Federal governmental entities in support of the security, maintenance 

and provision of general aviation services and facilities furnished in 

response to the events of September 11, 2001? (This includes payments 

under the Aviation and Transportation Security Act of 2001 (Public Law 

107-38) and the Airport Improvement Program under the Airport and 

Airway Improvement Act of 1982 (Public Law 97-248).)
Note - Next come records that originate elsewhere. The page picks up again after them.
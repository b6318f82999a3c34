//! Cache entries and the snapshots subscribers see

use std::fmt;
use std::sync::atomic::{AtomicU64, Ordering};

use serde::Serialize;
use serde_json::Value;
use tokio::sync::watch;

use super::Fetcher;
use crate::error::QueryError;
use crate::tags::Tag;

static UNKEYED: AtomicU64 = AtomicU64::new(0);

/// Identity of a cached query: endpoint name plus serialized argument
#[derive(Debug, Clone, PartialEq, Eq, Hash, PartialOrd, Ord)]
pub struct CacheKey(String);

impl CacheKey {
    /// `getZones(null)`, `getShops({"status":"pending",...})`
    ///
    /// An argument that cannot be serialized gets a key of its own, so two
    /// such calls never share an entry.
    pub fn new<A: Serialize + ?Sized>(endpoint: &str, arg: &A) -> Self {
        match serde_json::to_string(arg) {
            Ok(arg) => Self(format!("{endpoint}({arg})")),
            Err(e) => {
                let n = UNKEYED.fetch_add(1, Ordering::Relaxed);
                tracing::warn!(endpoint, error = %e, "query argument is not serializable, result will not be shared");
                Self(format!("{endpoint}(#unkeyed-{n})"))
            }
        }
    }

    pub fn as_str(&self) -> &str {
        &self.0
    }
}

impl fmt::Display for CacheKey {
    fn fmt(&self, f: &mut fmt::Formatter<'_>) -> fmt::Result {
        f.write_str(&self.0)
    }
}

/// Lifecycle of a cached query
#[derive(Debug, Clone, Copy, PartialEq, Eq)]
pub enum QueryStatus {
    Uninitialized,
    /// A request is in flight (previous data, if any, is kept)
    Pending,
    Fulfilled,
    Rejected,
}

/// What subscribers observe
#[derive(Debug, Clone, PartialEq)]
pub struct QuerySnapshot {
    pub status: QueryStatus,
    /// Last successful result
    pub data: Option<Value>,
    /// Error of the last attempt, if it failed
    pub error: Option<QueryError>,
    /// Invalidated and waiting for a refetch
    pub is_stale: bool,
}

impl QuerySnapshot {
    pub fn is_settled(&self) -> bool {
        matches!(self.status, QueryStatus::Fulfilled | QueryStatus::Rejected)
    }
}

impl Default for QuerySnapshot {
    fn default() -> Self {
        Self {
            status: QueryStatus::Uninitialized,
            data: None,
            error: None,
            is_stale: false,
        }
    }
}

/// Identity of one incarnation of an entry.
///
/// A key can be dropped (reset, eviction) and created again; subscriptions
/// remember the incarnation they joined.
#[derive(Debug, Clone, Copy, PartialEq, Eq, Hash)]
pub struct EntryId(pub(super) u64);

pub(super) struct Entry {
    pub id: EntryId,
    pub status: QueryStatus,
    pub data: Option<Value>,
    pub error: Option<QueryError>,
    pub stale: bool,
    pub subscribers: usize,
    pub provides: Vec<Tag>,
    /// Request id whose result will be accepted
    pub in_flight: Option<u64>,
    /// Bumped on every subscribe/unsubscribe; an eviction timer only fires
    /// if the generation it captured is still current
    pub idle_generation: u64,
    pub fetcher: Fetcher,
    pub tx: watch::Sender<QuerySnapshot>,
}

impl Entry {
    pub fn new(id: EntryId, fetcher: Fetcher) -> Self {
        let (tx, _) = watch::channel(QuerySnapshot::default());
        Self {
            id,
            status: QueryStatus::Uninitialized,
            data: None,
            error: None,
            stale: false,
            subscribers: 0,
            provides: Vec::new(),
            in_flight: None,
            idle_generation: 0,
            fetcher,
            tx,
        }
    }

    pub fn snapshot(&self) -> QuerySnapshot {
        QuerySnapshot {
            status: self.status,
            data: self.data.clone(),
            error: self.error.clone(),
            is_stale: self.stale,
        }
    }

    /// Push the current state to every subscriber
    pub fn publish(&self) {
        self.tx.send_replace(self.snapshot());
    }

    pub fn needs_fetch(&self) -> bool {
        self.in_flight.is_none()
            && (self.stale
                || matches!(
                    self.status,
                    QueryStatus::Uninitialized | QueryStatus::Rejected
                ))
    }

    /// Status to fall back to when an in-flight request is abandoned
    pub fn settled_status(&self) -> QueryStatus {
        if self.error.is_some() {
            QueryStatus::Rejected
        } else if self.data.is_some() {
            QueryStatus::Fulfilled
        } else {
            QueryStatus::Uninitialized
        }
    }
}

impl fmt::Debug for Entry {
    fn fmt(&self, f: &mut fmt::Formatter<'_>) -> fmt::Result {
        f.debug_struct("Entry")
            .field("id", &self.id.0)
            .field("status", &self.status)
            .field("stale", &self.stale)
            .field("subscribers", &self.subscribers)
            .field("provides", &self.provides)
            .field("in_flight", &self.in_flight)
            .finish_non_exhaustive()
    }
}
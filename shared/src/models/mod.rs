//! Data models
//!
//! Plain data-transfer records mirroring backend resources.
//! All IDs are `i64`; money is `Decimal`.

pub mod credit_limit;
pub mod order;
pub mod product;
pub mod role;
pub mod route;
pub mod shop;
pub mod staff;
pub mod wallet;
pub mod warehouse;
pub mod zone;

// Re-exports
pub use credit_limit::*;
pub use order::*;
pub use product::*;
pub use role::*;
pub use route::*;
pub use shop::*;
pub use staff::*;
pub use wallet::*;
pub use warehouse::*;
pub use zone::*;
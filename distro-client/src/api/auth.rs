//! Auth endpoints

use shared::{LoginRequest, LoginResponse, UserInfo};

use crate::endpoint::{MutationEndpoint, QueryEndpoint, validate_arg};
use crate::request::RequestSpec;
use crate::tags::{Tag, TagType};

/// Current user of the session token
pub const ME: QueryEndpoint<(), UserInfo> = QueryEndpoint {
    name: "getMe",
    request: |_| RequestSpec::get("/auth/me"),
    provides: |_, _| vec![Tag::of(TagType::Auth)],
};

/// Exchange credentials for a token (see [`Api::login`](super::Api::login))
pub const LOGIN: MutationEndpoint<LoginRequest, LoginResponse> = MutationEndpoint {
    name: "login",
    request: |body| RequestSpec::post("/auth/login").json(body),
    invalidates: |_, _| vec![Tag::of(TagType::Auth)],
    validate: Some(validate_arg::<LoginRequest>),
};
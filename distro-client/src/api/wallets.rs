//! Distributor wallet endpoints
//!
//! Wallet and transaction tags are keyed by distributor id, the id every
//! wallet route is addressed by.

use shared::models::{TransactionFilter, Wallet, WalletTopUp, WalletTransaction};

use crate::endpoint::{ById, MutationEndpoint, QueryEndpoint, validate_body};
use crate::request::RequestSpec;
use crate::tags::{Tag, TagType};

/// Tags of everything a balance change touches for one distributor
pub fn balance_tags(distributor_id: i64) -> Vec<Tag> {
    vec![
        Tag::id(TagType::Wallet, distributor_id),
        Tag::id(TagType::WalletTransaction, distributor_id),
    ]
}

pub const GET_DISTRIBUTOR_WALLET: QueryEndpoint<i64, Wallet> = QueryEndpoint {
    name: "getDistributorWallet",
    request: |distributor_id| RequestSpec::get(format!("/wallets/distributor/{distributor_id}")),
    provides: |distributor_id, _| vec![Tag::id(TagType::Wallet, *distributor_id)],
};

/// Ledger of one distributor (`id` is the distributor)
pub const GET_WALLET_TRANSACTIONS: QueryEndpoint<ById<TransactionFilter>, Vec<WalletTransaction>> =
    QueryEndpoint {
        name: "getWalletTransactions",
        request: |arg| {
            RequestSpec::get(format!("/wallets/distributor/{}/transactions", arg.id))
                .params(&arg.body)
        },
        provides: |arg, _| vec![Tag::id(TagType::WalletTransaction, arg.id)],
    };

/// Credit a distributor's wallet (`id` is the distributor)
pub const TOP_UP_WALLET: MutationEndpoint<ById<WalletTopUp>, Wallet> = MutationEndpoint {
    name: "topUpWallet",
    request: |arg| {
        RequestSpec::post(format!("/wallets/distributor/{}/top-up", arg.id)).json(&arg.body)
    },
    invalidates: |arg, _| balance_tags(arg.id),
    validate: Some(validate_body::<WalletTopUp>),
};

#[cfg(test)]
mod tests {
    use super::*;
    use rust_decimal::Decimal;

    #[test]
    fn test_top_up_touches_only_that_distributor() {
        let arg = ById::new(
            3,
            WalletTopUp {
                amount: Decimal::new(50000, 2),
                note: None,
            },
        );
        let spec = (TOP_UP_WALLET.request)(&arg);
        assert_eq!(spec.path_and_query(), "/wallets/distributor/3/top-up");

        let wallet = Wallet {
            id: 10,
            distributor_id: 3,
            balance: Decimal::new(50000, 2),
            credit_limit: Decimal::ZERO,
            updated_at: None,
        };
        let tags = (TOP_UP_WALLET.invalidates)(&arg, Some(&wallet));
        assert!(tags.iter().any(|t| t.matches(&Tag::id(TagType::Wallet, 3))));
        assert!(!tags.iter().any(|t| t.matches(&Tag::id(TagType::Wallet, 4))));
    }

    #[test]
    fn test_top_up_rejects_non_positive_amount() {
        let validate = TOP_UP_WALLET.validate.unwrap();
        let arg = ById::new(
            3,
            WalletTopUp {
                amount: Decimal::ZERO,
                note: None,
            },
        );
        assert!(validate(&arg).is_err());
    }
}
    This question requires that you disclose all grants, subsidies, 

or incentives that you received during the eligible reimbursement 

period, either directly or indirectly, from Federal, State, and 

local entities, to reimburse you for the cost of operations and 

capital improvements associated with implementing security programs, 

or maintaining or providing general aviation services and 

facilities.



13. Has the applicant or any of its subsidiaries or affiliates incurred 

lobbying expenses, mitigating expenses, or special expenses (as 

described in the section captioned ``What information must operators or 

providers submit in their applications for reimbursement?''), or 

extraordinary adjustments.



    Check ``Yes'' if you incurred any such expenses or experienced 

any such adjustments. You must briefly describe the nature of such 

expenses and adjustments, including the amounts. Additionally, you 

must indicate whether or not such expenses or adjustments have been 

included in or excluded from the totals in the table at item number 

11.

    Lobbying includes any amount paid to any person for influencing 

or attempting to influence an officer or employee of any agency, a 

Member of Congress, an officer or employee of Congress, or an 

employee of a Member of Congress.

    Mitigating expenses include the utilization of property, the 

provision of services and the sale of goods that were undertaken to 

mitigate losses arising from the Federal Government's closure of 

airports attendant to the September 11, 2001 attack. These could 

include expenses incurred for the provision of services and sale of 

goods moved from restricted airports to unrestricted airports or 

compensation for non-aviation oriented goods and services provided 

at restricted airports. Mitigating expenses may also include 

expenses for aviation-related fixed assets or capital utilized 

outside of the restricted airport.

    Special expenses include, but are not limited to, moving 

expenses, additional security equipment and facilities, and loss on 

sale of assets that arose from the direct imposition of restrictions 

during the period September 11, 2001 through the applicable eligible 

date. Any item reported as Special Expenses shall not also be 

expensed in other expense categories that are reflected in the 

calculation of the reimbursement claim. Details regarding special 

expenses should be noted in footnotes.

    Extraordinary adjustments are events or transactions that are 

material to your business and unusual in nature and infrequent in 

occurrence.



14. Certification



    You must certify that all information contained on the 

Background and Eligibility Form and the documents submitted in 

support of your application (e.g. profit and loss statements, actual 

forecasts, after-the-fact forecasts, etc.) are accurate. This 

certification is made under penalty of law. Falsification may be 

grounds for monetary and/or criminal sanctions. This certification 

must be made by a company CEO, COO, or CFO.